Microsoft will be in court tomorrow before the 2nd U.S. Circuit Court of Appeals to try to reverse a lower court’s ruling that the Redmond, Washington based company has to turn over customer email records stored in a data center outside of the U.S.
The case involves a US law enforcement agency demanding Microsoft hand over a customer’s email records as part of a narcotics investigation. This is something that isn’t out of the norm and involves a search warrant and due process. Microsoft accordingly complied to an extent under the law and handed over the customer’s address book, which was stored in data center within the United States.
But Microsoft did not fulfill the entirety of the government’s request due to a point at the heart of the appeals hearing tomorrow. While they handed over the address book, they did not hand over the actual email records because those records are stored in a data center in Ireland, well out of the jurisdiction of any domestic law enforcement agency.
In the lower court’s ruling, the emails were declared fair game, despite being stored abroad, because there is significant legal precedent for subpoenaing bank and business records when they are held abroad. But Microsoft contends that emails are entirely different from business records. In Microsoft’s brief to the Second Circuit, the technology company states (via the Wall Street Journal):
“A bank can be compelled to produce the transaction records from a foreign branch, but not the contents of a customer’s safe-deposit box kept there. A customer’s emails are similarly private and secure and not subject to importation.”
Upholding the lower court’s decision would also potentially be a violation of a nation’s sovereignty, and it is not clear that there is precedent to seize customer’s data, like emails, stored in foreign countries.

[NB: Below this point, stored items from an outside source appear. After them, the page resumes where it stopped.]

#[cfg(test)]
mod tests {
    use super::*;
    use flowforge_plugins::create_default_registry;

    fn setup() -> (Graph, PluginRegistry) {
        (Graph::new(), create_default_registry())
    }

    fn add(graph: &mut Graph, registry: &PluginRegistry, type_id: &str) -> NodeId {
        let node = registry.create_node(type_id).unwrap();
        graph.add_node(node).unwrap()
    }

    #[test]
    fn test_add_node_round_trip() {
        let (mut graph, registry) = setup();
        let before = graph.clone();

        let node = registry.create_node("trigger").unwrap();
        let mut cmd = AddNode::new(node);
        cmd.execute(&mut graph, &registry).unwrap();
        assert_eq!(graph.node_count(), 1);

        cmd.undo(&mut graph, &registry).unwrap();
        assert_eq!(graph, before);
    }

    #[test]
    fn test_add_node_with_upstream() {
        let (mut graph, registry) = setup();
        let trigger = add(&mut graph, &registry, "trigger");

        let node = registry.create_node("action").unwrap();
        let id = node.id;
        let mut cmd = AddNode::new(node).with_upstream(trigger, ConnectionKind::Default);
        cmd.execute(&mut graph, &registry).unwrap();

        let conn = graph.all_connections().remove(0);
        assert_eq!((conn.source, conn.target), (trigger, id));

        // Undo removes both the node and its attachment; redo restores
        // the connection with its original identity.
        cmd.undo(&mut graph, &registry).unwrap();
        assert_eq!(graph.connection_count(), 0);
        cmd.execute(&mut graph, &registry).unwrap();
        assert_eq!(graph.all_connections().remove(0).id, conn.id);
    }

    #[test]
    fn test_add_node_with_downstream() {
        let (mut graph, registry) = setup();
        let action = add(&mut graph, &registry, "action");

        let node = registry.create_node("trigger").unwrap();
        let id = node.id;
        let mut cmd = AddNode::new(node).with_downstream(action, ConnectionKind::Default);
        cmd.execute(&mut graph, &registry).unwrap();

        let conn = graph.all_connections().remove(0);
        assert_eq!((conn.source, conn.target), (id, action));

        cmd.undo(&mut graph, &registry).unwrap();
        assert_eq!(graph.connection_count(), 0);
    }

    #[test]
    fn test_add_node_spliced_between_two_nodes() {
        let (mut graph, registry) = setup();
        let trigger = add(&mut graph, &registry, "trigger");
        let action = add(&mut graph, &registry, "action");
        let before = graph.clone();

        // Insert a wait step between the two: one upstream and one
        // downstream edge, both created by the same command.
        let node = registry.create_node("control").unwrap();
        let id = node.id;
        let mut cmd = AddNode::new(node)
            .with_upstream(trigger, ConnectionKind::Default)
            .with_downstream(action, ConnectionKind::Default);
        cmd.execute(&mut graph, &registry).unwrap();

        assert_eq!(graph.connection_count(), 2);
        let up = graph.outgoing(trigger).next().unwrap().clone();
        let down = graph.outgoing(id).next().unwrap().clone();
        assert_eq!(up.target, id);
        assert_eq!(down.target, action);

        // Undo removes the node and both edges; redo restores both with
        // their original identities.
        cmd.undo(&mut graph, &registry).unwrap();
        assert_eq!(graph, before);
        cmd.execute(&mut graph, &registry).unwrap();
        assert_eq!(graph.connection(up.id), Some(&up));
        assert_eq!(graph.connection(down.id), Some(&down));
    }

    #[test]
    fn test_add_node_upstream_invalid_branch_is_atomic() {
        let (mut graph, registry) = setup();
        let ifelse = add(&mut graph, &registry, "ifelse");

        let node = registry.create_node("action").unwrap();
        let mut cmd = AddNode::new(node).with_upstream(ifelse, ConnectionKind::branch("maybe"));
        let err = cmd.execute(&mut graph, &registry).unwrap_err();
        assert!(matches!(err, CommandError::InvalidBranch { .. }));
        // Nothing was inserted.
        assert_eq!(graph.node_count(), 1);
        assert_eq!(graph.connection_count(), 0);
    }

    #[test]
    fn test_add_node_downstream_invalid_branch_is_atomic() {
        let (mut graph, registry) = setup();
        let action = add(&mut graph, &registry, "action");

        // The new ifelse node only produces "yes" and "no".
        let node = registry.create_node("ifelse").unwrap();
        let id = node.id;
        let mut cmd = AddNode::new(node).with_downstream(action, ConnectionKind::branch("maybe"));
        let err = cmd.execute(&mut graph, &registry).unwrap_err();
        assert_eq!(
            err,
            CommandError::InvalidBranch {
                node: id,
                label: "maybe".to_string()
            }
        );
        assert_eq!(graph.node_count(), 1);
        assert_eq!(graph.connection_count(), 0);
    }

    #[test]
    fn test_delete_then_undo_restores_identical_edge() {
        let (mut graph, registry) = setup();
        let a = add(&mut graph, &registry, "trigger");
        let b = add(&mut graph, &registry, "action");
        graph.connect(a, b, ConnectionKind::Default).unwrap();
        let before = graph.clone();

        let mut cmd = DeleteNode::new(b);
        cmd.execute(&mut graph, &registry).unwrap();
        assert_eq!(graph.node_count(), 1);
        assert_eq!(graph.outgoing(a).count(), 0);

        cmd.undo(&mut graph, &registry).unwrap();
        assert_eq!(graph, before);
    }

    #[test]
    fn test_delete_missing_node_fails_cleanly() {
        let (mut graph, registry) = setup();
        let ghost = NodeId::new();
        let mut cmd = DeleteNode::new(ghost);
        assert!(cmd.execute(&mut graph, &registry).is_err());
        assert_eq!(graph, Graph::new());
    }

    #[test]
    fn test_move_node_round_trip() {
        let (mut graph, registry) = setup();
        let a = add(&mut graph, &registry, "trigger");
        graph.set_position(a, [5.0, 5.0]).unwrap();

        let mut cmd = MoveNode::new(a, [40.0, 80.0]);
        cmd.execute(&mut graph, &registry).unwrap();
        assert_eq!(graph.node(a).unwrap().position, [40.0, 80.0]);

        cmd.undo(&mut graph, &registry).unwrap();
        assert_eq!(graph.node(a).unwrap().position, [5.0, 5.0]);
    }

    #[test]
    fn test_update_node_round_trip() {
        let (mut graph, registry) = setup();
        let a = add(&mut graph, &registry, "action");
        let before = graph.clone();

        let mut patch = IndexMap::new();
        patch.insert("actionType".to_string(), PropertyValue::from("email"));
        patch.insert("extra".to_string(), PropertyValue::from("new-key"));
        let mut cmd = UpdateNode::new(a, patch);
        cmd.execute(&mut graph, &registry).unwrap();
        assert_eq!(
            graph.node(a).unwrap().property("actionType"),
            Some(&PropertyValue::from("email"))
        );

        // Undo restores replaced values and removes keys the patch added.
        cmd.undo(&mut graph, &registry).unwrap();
        assert_eq!(graph, before);
    }

    #[test]
    fn test_update_disconnects_orphaned_branches() {
        let (mut graph, registry) = setup();
        let split = add(&mut graph, &registry, "splitflow");
        let x = add(&mut graph, &registry, "action");
        let y = add(&mut graph, &registry, "action");

        let mut patch = IndexMap::new();
        patch.insert("values".to_string(), PropertyValue::from("Fred,Jane"));
        UpdateNode::new(split, patch)
            .execute(&mut graph, &registry)
            .unwrap();
        graph.connect(split, x, ConnectionKind::branch("branch_2")).unwrap();
        graph.connect(split, y, ConnectionKind::branch("other")).unwrap();
        let before = graph.clone();

        // Shrinking the value list to one entry orphans branch_2.
        let mut patch = IndexMap::new();
        patch.insert("values".to_string(), PropertyValue::from("Fred"));
        let mut cmd = UpdateNode::new(split, patch);
        cmd.execute(&mut graph, &registry).unwrap();

        let labels: Vec<String> = graph
            .branch_outgoing(split)
            .filter_map(|c| c.kind.label().map(String::from))
            .collect();
        assert_eq!(labels, ["other"]);

        cmd.undo(&mut graph, &registry).unwrap();
        assert_eq!(graph, before);
    }

    #[test]
    fn test_connect_rejects_invalid_branch_label() {
        let (mut graph, registry) = setup();
        let ifelse = add(&mut graph, &registry, "ifelse");
        let b = add(&mut graph, &registry, "action");
        let before = graph.clone();

        let mut cmd = ConnectNodes::new(ifelse, b, ConnectionKind::branch("maybe"));
        let err = cmd.execute(&mut graph, &registry).unwrap_err();
        assert_eq!(
            err,
            CommandError::InvalidBranch {
                node: ifelse,
                label: "maybe".to_string()
            }
        );
        assert_eq!(graph, before);

        let mut cmd = ConnectNodes::new(ifelse, b, ConnectionKind::branch("yes"));
        cmd.execute(&mut graph, &registry).unwrap();
        assert_eq!(graph.branch_outgoing(ifelse).count(), 1);
    }

    #[test]
    fn test_connect_occupied_slot_leaves_graph_unchanged() {
        let (mut graph, registry) = setup();
        let a = add(&mut graph, &registry, "trigger");
        let b = add(&mut graph, &registry, "action");
        let c = add(&mut graph, &registry, "action");

        ConnectNodes::new(a, b, ConnectionKind::Default)
            .execute(&mut graph, &registry)
            .unwrap();
        let before = graph.clone();

        let mut cmd = ConnectNodes::new(a, c, ConnectionKind::Default);
        assert!(matches!(
            cmd.execute(&mut graph, &registry),
            Err(CommandError::Graph(GraphError::SlotOccupied { .. }))
        ));
        assert_eq!(graph, before);
    }

    #[test]
    fn test_disconnect_round_trip() {
        let (mut graph, registry) = setup();
        let a = add(&mut graph, &registry, "trigger");
        let b = add(&mut graph, &registry, "action");
        graph.connect(a, b, ConnectionKind::Default).unwrap();
        let before = graph.clone();

        let mut cmd = DisconnectNodes::new(a, b, ConnectionKind::Default);
        cmd.execute(&mut graph, &registry).unwrap();
        assert_eq!(graph.connection_count(), 0);

        cmd.undo(&mut graph, &registry).unwrap();
        assert_eq!(graph, before);
    }

    #[test]
    fn test_disconnect_missing_fails() {
        let (mut graph, registry) = setup();
        let a = add(&mut graph, &registry, "trigger");
        let b = add(&mut graph, &registry, "action");
        let mut cmd = DisconnectNodes::new(a, b, ConnectionKind::Default);
        assert!(cmd.execute(&mut graph, &registry).is_err());
    }
}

In court papers, Microsoft calls upon congress to (via The Washington Post):
“grapple with the question whether, and when, law enforcement should be able to compel providers like Microsoft to help it seize customer emails stored in foreign countries. Only Congress has the institutional competence and constitutional authority to balance law enforcement needs against our nation’s sovereignty, the privacy of its citizens and the competitiveness of its industry.”

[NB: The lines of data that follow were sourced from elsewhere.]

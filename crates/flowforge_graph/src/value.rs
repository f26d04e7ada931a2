// SPDX-License-Identifier: MIT OR Apache-2.0
//! Property values stored on workflow nodes.

use serde::{Deserialize, Serialize};

/// A value held in a node's property bag
#[derive(Debug, Clone, PartialEq, Serialize, Deserialize)]
pub enum PropertyValue {
    /// Boolean flag
    Bool(bool),
    /// Numeric value
    Number(f64),
    /// Text value
    Text(String),
}

impl PropertyValue {
    /// Get the boolean value, if this is a `Bool`
    pub fn as_bool(&self) -> Option<bool> {
        match self {
            Self::Bool(b) => Some(*b),
            _ => None,
        }
    }

    /// Get the numeric value, if this is a `Number`
    pub fn as_number(&self) -> Option<f64> {
        match self {
            Self::Number(n) => Some(*n),
            _ => None,
        }
    }

    /// Get the text value, if this is a `Text`
    pub fn as_text(&self) -> Option<&str> {
        match self {
            Self::Text(s) => Some(s),
            _ => None,
        }
    }

    /// Whether this value counts as empty for validation purposes.
    ///
    /// Only text can be empty; numbers and booleans always carry a value.
    pub fn is_empty(&self) -> bool {
        match self {
            Self::Text(s) => s.trim().is_empty(),
            _ => false,
        }
    }
}

impl From<bool> for PropertyValue {
    fn from(value: bool) -> Self {
        Self::Bool(value)
    }
}

impl From<f64> for PropertyValue {
    fn from(value: f64) -> Self {
        Self::Number(value)
    }
}

impl From<&str> for PropertyValue {
    fn from(value: &str) -> Self {
        Self::Text(value.to_string())
    }
}

impl From<String> for PropertyValue {
    fn from(value: String) -> Self {
        Self::Text(value)
    }
}

#[cfg(test)]
mod tests {
    use super::*;

    #[test]
    fn test_accessors() {
        assert_eq!(PropertyValue::Bool(true).as_bool(), Some(true));
        assert_eq!(PropertyValue::Number(3.5).as_number(), Some(3.5));
        assert_eq!(PropertyValue::from("hi").as_text(), Some("hi"));
        assert_eq!(PropertyValue::Bool(true).as_text(), None);
    }

    #[test]
    fn test_is_empty() {
        assert!(PropertyValue::from("").is_empty());
        assert!(PropertyValue::from("   ").is_empty());
        assert!(!PropertyValue::from("x").is_empty());
        assert!(!PropertyValue::Number(0.0).is_empty());
        assert!(!PropertyValue::Bool(false).is_empty());
    }
}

More to the point, the United States is ignoring its normal recourse under treaties with foreign governments to have Ireland seize the data on behalf of the US law enforcement agency’s investigation. Instead it is trying to seize the data directly from Microsoft through the US’s legal system. If the lower court’s decision is upheld, it could set a dangerous precedent of ignoring international norms and enabling US government agencies with the ability to unilaterally seize a person’s data even if stored abroad, as long as the company conducts any operations within the US.
With such significant implications to the future of email and cloud storage for any company that does business in the United States (which is virtually everyone), many have come to the support of Microsoft with their own legal briefs. The list of those supporting Microsoft goes on and on, and includes everyone from the ACLU, Apple, Amazon, Cisco Systems, the Software Alliance, U.S. Chamber of Commerce, Verizon, and more.
If the decision is upheld it could be a potential threat to the already diminished trust of the US government in regards to citizens’ private data, and a threat to the viability of the global cloud business because of reservations over having operations within US jurisdiction. Another appeals submission by 29 major US and foreign news and trade organizations also support Microsoft on the grounds that they rely on e-mail and cloud storage to “gather, store, and review documents protected by the First Amendment… Even if the subscriber today is not a reporter — although we do not know for sure — the next subscriber may be” (via The Washington Post).
The appeals hearing that starts tomorrow will be closely watched by the tech industry, and it should be closely watched by all; as it has potentially far reaching implications in establishing legal precedent for how and when the U.S. government can subpoena email records.